Can a claim also be instituted against the Compensation Fund for work-related injuries or diseases?

  • In terms of the Compensation for Occupational Injuries and Diseases Act (“COIDA”), there is another fund, known as the Compensation Fund that provides compensation to employees who become disabled due to work-related injuries or due to contracting a disease in the course of their work. 
  • In cases where getting the COVID-19 vaccine is an inherent requirement of an employee’s job, or where the employee is required to get vaccinated in terms of his/her employer’s risk assessment, the employee can claim though COIDA if they incur serious injury as a result from the vaccine.

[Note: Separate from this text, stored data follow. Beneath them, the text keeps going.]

use std::collections::BTreeSet;
use std::fmt;
use std::str::FromStr;

use crate::model::{Car, InboxMessage, MessageKind, Testimonial};

/// Brand selector of the public catalog
#[derive(Debug, Clone, PartialEq, Eq, Default)]
pub enum BrandFilter {
    #[default]
    All,
    Brand(String),
}

impl BrandFilter {
    /// `all` and `semua` (any case) select every brand; anything else is an
    /// exact brand name
    pub fn parse(input: &str) -> Self {
        let trimmed = input.trim();
        if trimmed.is_empty()
            || trimmed.eq_ignore_ascii_case("all")
            || trimmed.eq_ignore_ascii_case("semua")
        {
            BrandFilter::All
        } else {
            BrandFilter::Brand(trimmed.to_string())
        }
    }

    pub fn matches(&self, brand: &str) -> bool {
        match self {
            BrandFilter::All => true,
            BrandFilter::Brand(wanted) => wanted == brand,
        }
    }
}

impl fmt::Display for BrandFilter {
    fn fmt(&self, f: &mut fmt::Formatter<'_>) -> fmt::Result {
        match self {
            BrandFilter::All => f.write_str("Semua"),
            BrandFilter::Brand(brand) => f.write_str(brand),
        }
    }
}

fn matches_query(car: &Car, needle: &str) -> bool {
    needle.is_empty()
        || car.name.to_lowercase().contains(needle)
        || car.brand.to_lowercase().contains(needle)
}

/// Public catalog view: brand filter AND name/brand substring search
pub fn filter_catalog<'a>(cars: &'a [Car], brand: &BrandFilter, query: &str) -> Vec<&'a Car> {
    let needle = query.to_lowercase();
    cars.iter()
        .filter(|car| brand.matches(&car.brand) && matches_query(car, &needle))
        .collect()
}

/// Admin inventory search over name and brand
pub fn search_inventory<'a>(cars: &'a [Car], query: &str) -> Vec<&'a Car> {
    filter_catalog(cars, &BrandFilter::All, query)
}

/// Distinct brands, sorted alphabetically
pub fn available_brands(cars: &[Car]) -> Vec<String> {
    cars.iter()
        .map(|car| car.brand.clone())
        .collect::<BTreeSet<_>>()
        .into_iter()
        .collect()
}

pub fn featured(cars: &[Car]) -> Vec<&Car> {
    cars.iter().filter(|car| car.is_featured).collect()
}

pub fn visible_testimonials(testimonials: &[Testimonial]) -> Vec<&Testimonial> {
    testimonials.iter().filter(|t| t.is_visible).collect()
}

/// First `n` visible testimonials in list order (home page strip)
pub fn latest_testimonials(testimonials: &[Testimonial], n: usize) -> Vec<&Testimonial> {
    testimonials.iter().filter(|t| t.is_visible).take(n).collect()
}

/// Inbox tab selector
#[derive(Debug, Clone, Copy, PartialEq, Eq, Default)]
pub enum InboxFilter {
    #[default]
    All,
    General,
    TestDrive,
}

impl FromStr for InboxFilter {
    type Err = String;

    fn from_str(s: &str) -> Result<Self, Self::Err> {
        match s.trim().to_ascii_lowercase().as_str() {
            "all" | "semua" => Ok(InboxFilter::All),
            "general" | "umum" => Ok(InboxFilter::General),
            "test-drive" | "testdrive" => Ok(InboxFilter::TestDrive),
            other => Err(format!("unknown inbox filter '{}'", other)),
        }
    }
}

pub fn filter_inbox(messages: &[InboxMessage], filter: InboxFilter) -> Vec<&InboxMessage> {
    messages
        .iter()
        .filter(|m| match filter {
            InboxFilter::All => true,
            InboxFilter::General => m.kind == MessageKind::General,
            InboxFilter::TestDrive => m.kind == MessageKind::TestDrive,
        })
        .collect()
}

#[cfg(test)]
mod tests {
    use super::*;
    use crate::defaults;

    #[test]
    fn test_brand_filter_parse() {
        assert_eq!(BrandFilter::parse("Semua"), BrandFilter::All);
        assert_eq!(BrandFilter::parse("ALL"), BrandFilter::All);
        assert_eq!(BrandFilter::parse(""), BrandFilter::All);
        assert_eq!(
            BrandFilter::parse(" Toyota "),
            BrandFilter::Brand("Toyota".into())
        );
    }

    #[test]
    fn test_toyota_filter_keeps_relative_order() {
        let cars = defaults::cars();
        let names: Vec<&str> = filter_catalog(&cars, &BrandFilter::parse("Toyota"), "")
            .into_iter()
            .map(|c| c.name.as_str())
            .collect();
        assert_eq!(
            names,
            vec![
                "Avanza 1.5 G CVT",
                "Kijang Innova Reborn 2.4 V",
                "Rush 1.5 S TRD Sportivo"
            ]
        );
    }

    #[test]
    fn test_brand_match_is_exact() {
        let cars = defaults::cars();
        assert!(filter_catalog(&cars, &BrandFilter::parse("toyota"), "").is_empty());
    }

    #[test]
    fn test_query_matches_name_or_brand_case_insensitively() {
        let cars = defaults::cars();
        let by_name = search_inventory(&cars, "BRIO");
        assert_eq!(by_name.len(), 1);
        let by_brand = search_inventory(&cars, "honda");
        assert_eq!(by_brand.len(), 2);
    }

    #[test]
    fn test_available_brands_sorted_distinct() {
        let brands = available_brands(&defaults::cars());
        assert_eq!(
            brands,
            vec!["Daihatsu", "Honda", "Mitsubishi", "Suzuki", "Toyota"]
        );
    }

    #[test]
    fn test_featured_and_inbox_filters() {
        assert_eq!(featured(&defaults::cars()).len(), 3);
        let inbox = defaults::inbox();
        assert_eq!(filter_inbox(&inbox, InboxFilter::TestDrive).len(), 1);
        assert_eq!(filter_inbox(&inbox, InboxFilter::All).len(), 2);
        assert_eq!("umum".parse::<InboxFilter>(), Ok(InboxFilter::General));
    }

    #[test]
    fn test_hidden_testimonials_are_skipped() {
        let mut testimonials = defaults::testimonials();
        testimonials[0].is_visible = false;
        let latest = latest_testimonials(&testimonials, 3);
        assert_eq!(latest.len(), 2);
        assert_eq!(latest[0].name, "Denny Sumargo");
        assert_eq!(visible_testimonials(&testimonials).len(), 2);
    }
}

  • In this case, the injured employee may only claim from COIDA and not from the Scheme.
  • There are six requirements that the employee will have to meet, namely:
  • the vaccine must be regarded as an inherent requirement of employment in terms of the employer’s risk assessment;
  • the employee must have received a SAHPRA-approved COVID-19 vaccine;
  • evidence of the employer’s risk assessment and vaccination plan in terms of the Consolidated Directions on Occupational Health and Safety Measures in Certain Workplaces must be provided;
  • the chronological sequence between the vaccine and the development of the employee’s symptoms and clinical signs must be provided;
  • the employee must have presented with symptoms and clinical signs that are generally recognised as side effects of the COVID-19 vaccine; and
  • additional tests may be required to assess the presence of abnormalities of any organ affected.

The National State of Disaster was lifted on 4 April 2022, but the scheme will continue to operate until it reaches its objective of providing compensation for vaccine injuries. In essence, the scheme is meant to compensate people who incur serious injury arising from the COVID-19 vaccine.